→ **What you should do**: Your answer must consist of one number: how many lines in the records contain "matches".

───── Input records

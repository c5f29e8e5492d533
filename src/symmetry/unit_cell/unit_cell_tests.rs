use approx::assert_relative_eq;
use nalgebra::{Matrix3, Point3, Vector3};
use proptest::prelude::*;

use crate::symmetry::symmetry_error::SymmetryError;
use crate::symmetry::unit_cell::{
    ijk_to_point, CellParameters, DisplacementParameters, UnitCell,
};

fn cubic(a: f64) -> UnitCell {
    UnitCell::from_lengths_angles([a, a, a, 90.0, 90.0, 90.0]).unwrap()
}

#[test]
fn test_unit_cell_cubic_geometry() {
    let uc = cubic(10.0);
    assert_eq!(uc.dimension(), 3);
    assert_relative_eq!(uc.volume(), 1000.0, epsilon = 1e-9);
    for r in uc.reciprocal_lengths() {
        assert_relative_eq!(r, 0.1, epsilon = 1e-12);
    }
    let cart = uc.to_cartesian(&Point3::new(0.5, 0.25, 1.0), false);
    assert_relative_eq!(cart, Point3::new(5.0, 2.5, 10.0), epsilon = 1e-9);
    let frac = uc.to_fractional(&cart, false);
    assert_relative_eq!(frac, Point3::new(0.5, 0.25, 1.0), epsilon = 1e-12);
}

#[test]
fn test_unit_cell_hexagonal_geometry() {
    let uc = UnitCell::from_lengths_angles([3.0, 3.0, 5.0, 90.0, 90.0, 120.0]).unwrap();
    let b = uc.to_cartesian(&Point3::new(0.0, 1.0, 0.0), false);
    assert_relative_eq!(b, Point3::new(-1.5, 3.0 * 3f64.sqrt() / 2.0, 0.0), epsilon = 1e-9);
    assert_relative_eq!(
        uc.volume(),
        3.0 * 3.0 * 5.0 * 3f64.sqrt() / 2.0,
        epsilon = 1e-9
    );
    let [_, vb, _, vc] = uc.unit_cell_vectors();
    assert_relative_eq!(vb, b.coords, epsilon = 1e-12);
    assert_relative_eq!(vc, Vector3::new(0.0, 0.0, 5.0), epsilon = 1e-9);
}

#[test]
fn test_unit_cell_from_vectors() {
    let uc = UnitCell::from_vectors([
        Vector3::new(4.0, 0.0, 0.0),
        Vector3::new(0.0, 5.0, 0.0),
        Vector3::new(0.0, 0.0, 6.0),
    ])
    .unwrap();
    let [a, b, c, alpha, beta, gamma] = uc.lengths_angles();
    assert_relative_eq!(a, 4.0);
    assert_relative_eq!(b, 5.0);
    assert_relative_eq!(c, 6.0);
    assert_relative_eq!(alpha, 90.0, epsilon = 1e-9);
    assert_relative_eq!(beta, 90.0, epsilon = 1e-9);
    assert_relative_eq!(gamma, 90.0, epsilon = 1e-9);
    assert_relative_eq!(
        uc.to_fractional(&Point3::new(2.0, 2.5, 3.0), false),
        Point3::new(0.5, 0.5, 0.5),
        epsilon = 1e-12
    );
}

#[test]
fn test_unit_cell_polymer_and_slab() {
    let polymer = UnitCell::from_vectors([
        Vector3::new(3.0, 0.0, 0.0),
        Vector3::zeros(),
        Vector3::zeros(),
    ])
    .unwrap();
    assert!(polymer.is_polymer());

    let slab = UnitCell::from_lengths_angles([3.0, 4.0, 0.0, 90.0, 90.0, 90.0]).unwrap();
    assert!(slab.is_slab());
    // Only the periodic directions are wrapped.
    let wrapped = slab.to_unit_cell(&Point3::new(4.5, -1.0, 7.0), None);
    assert_relative_eq!(wrapped, Point3::new(1.5, 3.0, 7.0), epsilon = 1e-9);
}

#[test]
fn test_unit_cell_invalid_parameters() {
    assert!(CellParameters::builder().build().is_err());
    assert!(CellParameters::builder()
        .lengths_angles([0.0, 1.0, 1.0, 90.0, 90.0, 90.0])
        .build()
        .is_err());
    assert!(UnitCell::from_vectors([
        Vector3::new(1.0, 0.0, 0.0),
        Vector3::new(2.0, 0.0, 0.0),
        Vector3::new(0.0, 0.0, 1.0),
    ])
    .is_err());
}

#[test]
fn test_unit_cell_degenerate_angles() {
    for lengths_angles in [
        [1.0, 1.0, 1.0, 0.0, 0.0, 0.0],
        [1.0, 1.0, 1.0, 120.0, 120.0, 120.0],
        [5.0, 5.0, 5.0, 90.0, 90.0, 180.0],
    ] {
        assert!(matches!(
            UnitCell::from_lengths_angles(lengths_angles),
            Err(SymmetryError::GeometricDegeneracy(_))
        ));
    }

    let uc = UnitCell::from_lengths_angles([1.0, 1.0, 1.0, 119.0, 119.0, 119.0]).unwrap();
    let pt = Point3::new(1.0, 2.0, 3.0);
    let frac = uc.to_fractional(&pt, false);
    assert!(frac.iter().all(|x| x.is_finite()));
    assert_relative_eq!(uc.to_cartesian(&frac, false), pt, epsilon = 1e-8);
}

#[test]
fn test_unit_cell_supercell() {
    let params = CellParameters::builder()
        .lengths_angles([10.0, 10.0, 10.0, 90.0, 90.0, 90.0])
        .supercell([2, 1, 1])
        .build()
        .unwrap();
    let uc = UnitCell::new(&params).unwrap();
    assert_relative_eq!(uc.lengths_angles()[0], 20.0);
    assert_relative_eq!(
        uc.to_cartesian(&Point3::new(1.0, 1.0, 1.0), false),
        Point3::new(20.0, 10.0, 10.0),
        epsilon = 1e-9
    );
    assert_relative_eq!(
        uc.to_supercell(&Point3::new(1.0, 0.5, 0.5)),
        Point3::new(0.5, 0.5, 0.5)
    );
}

#[test]
fn test_unit_cell_to_unit_cell() {
    let uc = cubic(10.0);
    let wrapped = uc.to_unit_cell(&Point3::new(12.0, -1.0, 5.0), None);
    assert_relative_eq!(wrapped, Point3::new(2.0, 9.0, 5.0), epsilon = 1e-9);

    // Values a hair below a cell boundary snap to zero.
    let snapped = uc.to_unit_cell(&Point3::new(9.99999, 0.0, 0.0), None);
    assert_relative_eq!(snapped, Point3::origin(), epsilon = 1e-12);

    let shifted = uc.to_unit_cell(&Point3::new(12.0, 0.0, 0.0), Some(&Vector3::new(1.0, 0.0, 0.0)));
    assert_relative_eq!(shifted, Point3::new(12.0, 0.0, 0.0), epsilon = 1e-9);
}

#[test]
fn test_unit_cell_offsets() {
    let mut uc = cubic(10.0);
    uc.set_offset(&Point3::new(1.0, 0.0, 0.5));
    assert_relative_eq!(
        uc.to_cartesian(&Point3::origin(), false),
        Point3::new(10.0, 0.0, 5.0),
        epsilon = 1e-9
    );
    assert_relative_eq!(
        uc.to_fractional(&Point3::new(10.0, 0.0, 5.0), false),
        Point3::origin(),
        epsilon = 1e-12
    );
    // The absolute transforms ignore the offset.
    assert_relative_eq!(
        uc.to_cartesian(&Point3::origin(), true),
        Point3::origin(),
        epsilon = 1e-12
    );
    assert_relative_eq!(*uc.cartesian_offset(), Vector3::new(10.0, 0.0, 5.0), epsilon = 1e-9);

    uc.set_offset_ijk(565);
    assert_relative_eq!(*uc.fractional_offset(), Vector3::new(0.0, 1.0, 0.0));

    uc.set_cartesian_offset(&Vector3::new(5.0, 0.0, 0.0));
    assert_relative_eq!(*uc.fractional_offset(), Vector3::new(0.5, 0.0, 0.0), epsilon = 1e-12);
    assert_relative_eq!(
        uc.to_fractional(&Point3::new(5.0, 0.0, 0.0), false),
        Point3::origin(),
        epsilon = 1e-12
    );

    uc.set_offset(&Point3::new(444.0, 666.0, 1.0));
    assert_eq!(uc.unit_cell_multiplier(), Some(&Point3::new(444.0, 666.0, 1.0)));
    assert_relative_eq!(*uc.fractional_offset(), Vector3::new(0.5, 0.0, 0.0), epsilon = 1e-12);
}

#[test]
fn test_unit_cell_ijk_to_point() {
    assert_eq!(ijk_to_point(555, 0), Point3::origin());
    assert_eq!(ijk_to_point(456, 0), Point3::new(-1.0, 0.0, 1.0));
    assert_eq!(ijk_to_point(555, 1), Point3::new(1.0, 1.0, 1.0));
}

#[test]
fn test_unit_cell_orientation() {
    let mut uc = cubic(10.0);
    let rot = Matrix3::new(0.0, -1.0, 0.0, 1.0, 0.0, 0.0, 0.0, 0.0, 1.0);
    uc.set_orientation(&rot).unwrap();
    assert_relative_eq!(
        uc.to_cartesian(&Point3::new(1.0, 0.0, 0.0), false),
        Point3::new(0.0, 10.0, 0.0),
        epsilon = 1e-9
    );
    assert_relative_eq!(uc.vertices()[4], Point3::new(0.0, 10.0, 0.0), epsilon = 1e-9);
    assert_relative_eq!(
        uc.to_fractional(&Point3::new(0.0, 10.0, 0.0), true),
        Point3::new(1.0, 0.0, 0.0),
        epsilon = 1e-9
    );
}

#[test]
fn test_unit_cell_canonical_copy() {
    let uc = cubic(10.0);
    let pts = uc.canonical_copy(1.0);
    assert_relative_eq!(pts[0], Point3::origin());
    assert_relative_eq!(pts[1], Point3::new(10.0, 0.0, 0.0), epsilon = 1e-9);
    assert_relative_eq!(pts[2], Point3::new(10.0, 0.0, 10.0), epsilon = 1e-9);
    assert_relative_eq!(pts[3], Point3::new(0.0, 0.0, 10.0), epsilon = 1e-9);
    assert_relative_eq!(pts[4], Point3::new(0.0, 10.0, 0.0), epsilon = 1e-9);
    assert_relative_eq!(pts[6], Point3::new(10.0, 10.0, 10.0), epsilon = 1e-9);

    let scaled = uc.canonical_copy(2.0);
    assert_relative_eq!(scaled[0], Point3::new(-5.0, -5.0, -5.0), epsilon = 1e-9);
    assert_relative_eq!(scaled[6], Point3::new(15.0, 15.0, 15.0), epsilon = 1e-9);
}

#[test]
fn test_unit_cell_check_distance() {
    let uc = cubic(10.0);
    let f1 = Point3::new(0.05, 0.0, 0.0);
    let f2 = Point3::new(0.95, 0.0, 0.0);
    assert_eq!(
        uc.check_distance(&f1, &f2, 1.0, 0.01, [1, 1, 1]),
        Some(Vector3::new(-1, 0, 0))
    );
    assert_eq!(uc.check_distance(&f1, &f2, 0.5, 0.01, [1, 1, 1]), None);
    assert_eq!(
        uc.check_distance(&f1, &f2, 2.0, 0.0, [1, 1, 1]),
        Some(Vector3::new(-1, 0, 0))
    );
}

#[test]
fn test_unit_cell_ellipsoids() {
    let uc = cubic(10.0);

    let iso = uc.ellipsoid(&DisplacementParameters::Isotropic(0.04)).unwrap();
    assert!(iso.is_isotropic());
    assert_relative_eq!(iso.lengths[0], 0.2, epsilon = 1e-12);

    let cartesian = uc
        .ellipsoid(&DisplacementParameters::Anisotropic {
            parameters: [0.01, 0.04, 0.09, 0.0, 0.0, 0.0],
            ortep_type: 12,
        })
        .unwrap();
    let mut lengths = cartesian.lengths.to_vec();
    lengths.sort_by(|a, b| a.total_cmp(b));
    assert_relative_eq!(lengths[0], 0.1, epsilon = 1e-9);
    assert_relative_eq!(lengths[1], 0.2, epsilon = 1e-9);
    assert_relative_eq!(lengths[2], 0.3, epsilon = 1e-9);
    for axis in cartesian.axes {
        assert_relative_eq!(axis.norm(), 1.0, epsilon = 1e-12);
    }

    // Type 8 carries U in the reciprocal basis; for a cubic cell it matches the Cartesian U.
    let fractional = uc
        .ellipsoid(&DisplacementParameters::Anisotropic {
            parameters: [0.01, 0.01, 0.01, 0.0, 0.0, 0.0],
            ortep_type: 8,
        })
        .unwrap();
    for length in fractional.lengths {
        assert_relative_eq!(length, 0.1, epsilon = 1e-9);
    }
    assert_relative_eq!(fractional.equivalent_isotropic, 0.01, epsilon = 1e-9);

    assert!(uc
        .ellipsoid(&DisplacementParameters::Anisotropic {
            parameters: [0.01; 6],
            ortep_type: 6,
        })
        .is_err());
}

#[test]
fn test_unit_cell_dump_info() {
    let uc = cubic(2.5);
    assert_eq!(
        uc.dump_info(false),
        "a=2.5, b=2.5, c=2.5, alpha=90, beta=90, gamma=90"
    );
    assert!(uc.dump_info(true).contains("fractional to cartesian"));
}

proptest! {
    #[test]
    fn test_unit_cell_fractional_cartesian_round_trip(
        a in 2.0f64..20.0,
        b in 2.0f64..20.0,
        c in 2.0f64..20.0,
        alpha in 60.0f64..120.0,
        beta in 60.0f64..120.0,
        gamma in 60.0f64..120.0,
        offset in prop::array::uniform3(-2.0f64..2.0),
        p in prop::array::uniform3(-50.0f64..50.0),
    ) {
        let uc = UnitCell::from_lengths_angles([a, b, c, alpha, beta, gamma]);
        prop_assume!(uc.is_ok());
        let mut uc = uc.unwrap();
        prop_assume!(uc.volume().is_finite() && uc.volume() > 1.0);
        let pt = Point3::from(p);
        let back = uc.to_cartesian(&uc.to_fractional(&pt, false), false);
        prop_assert!((back - pt).norm() < 1e-8);

        uc.set_offset(&Point3::from(offset));
        let back = uc.to_cartesian(&uc.to_fractional(&pt, false), false);
        prop_assert!((back - pt).norm() < 1e-8);
        let back_absolute = uc.to_cartesian(&uc.to_fractional(&pt, true), true);
        prop_assert!((back_absolute - pt).norm() < 1e-8);
    }
}
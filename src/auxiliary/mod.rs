//! Helper items to assist the working of `xtalsym`.

pub mod atom;
pub mod geometry;
pub(crate) mod misc;
pub mod molecule;
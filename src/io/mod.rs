//! Reading and writing `xtalsym` result and configuration files.

use std::fs::File;
use std::io::{BufReader, BufWriter};
use std::path::Path;

use anyhow::{self, format_err};
use serde::{de::DeserializeOwned, Serialize};

pub(crate) mod format;


/// An enumerated type for `xtalsym` binary file types.
#[derive(Clone, Copy, Debug, PartialEq, Eq)]
pub enum XtalSymFileType {
    /// Variant for binary files containing space-group generation results.
    Sgr,

    /// Variant for binary files containing point-group detection results.
    Pgr,
}

impl XtalSymFileType {
    /// Returns the extension of the file type.
    pub fn ext(&self) -> String {
        match self {
            XtalSymFileType::Sgr => "xtalsym.sgr".to_string(),
            XtalSymFileType::Pgr => "xtalsym.pgr".to_string(),
        }
    }
}

/// Reads an `xtalsym` binary file and deserialises it into an appropriate structure.
///
/// # Arguments
///
/// * `name` - The name of the file to be read in (without `xtalsym`-specific extensions).
/// * `file_type` - The type of the `xtalsym` file to be read in.
///
/// # Returns
///
/// A `Result` containing the structure deserialised from the read-in file.
pub fn read_xtalsym_binary<T, P: AsRef<Path>>(
    name: P,
    file_type: XtalSymFileType,
) -> Result<T, anyhow::Error>
where
    T: DeserializeOwned,
{
    let mut path = name.as_ref().to_path_buf();
    path.set_extension(file_type.ext());
    let mut reader = BufReader::new(File::open(path).map_err(|err| format_err!(err))?);
    bincode::deserialize_from(&mut reader).map_err(|err| format_err!(err))
}

/// Serialises a structure and writes into an `xtalsym` binary file.
///
/// # Arguments
///
/// * `name` - The name of the file to be written (without `xtalsym`-specific extensions).
/// * `file_type` - The type of the `xtalsym` file to be written.
/// * `value` - The structure to be written.
pub fn write_xtalsym_binary<T, P: AsRef<Path>>(
    name: P,
    file_type: XtalSymFileType,
    value: &T,
) -> Result<(), anyhow::Error>
where
    T: Serialize,
{
    let mut path = name.as_ref().to_path_buf();
    path.set_extension(file_type.ext());
    let mut writer = BufWriter::new(File::create(path)?);
    bincode::serialize_into(&mut writer, value).map_err(|err| format_err!(err))
}

/// Reads an `xtalsym` configuration YAML file and deserialises it into an appropriate
/// structure.
///
/// # Arguments
///
/// * `name` - The name of the file to be read in (with its `.yml` or `.yaml` extension).
pub fn read_xtalsym_yaml<T, P: AsRef<Path>>(name: P) -> Result<T, anyhow::Error>
where
    T: DeserializeOwned,
{
    let mut reader = BufReader::new(File::open(name).map_err(|err| format_err!(err))?);
    serde_yaml::from_reader(&mut reader).map_err(|err| format_err!(err))
}

/// Serialises a structure and writes into a YAML file.
///
/// # Arguments
///
/// * `name` - The name of the YAML file to be written (without extensions). The resulting file
/// will have the `.yml` extension.
pub fn write_xtalsym_yaml<T, P: AsRef<Path>>(name: P, value: &T) -> Result<(), anyhow::Error>
where
    T: Serialize,
{
    let mut path = name.as_ref().to_path_buf();
    path.set_extension("yml");
    let mut writer = BufWriter::new(File::create(path)?);
    serde_yaml::to_writer(&mut writer, value).map_err(|err| format_err!(err))
}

──────────

→ **Answer space**: 2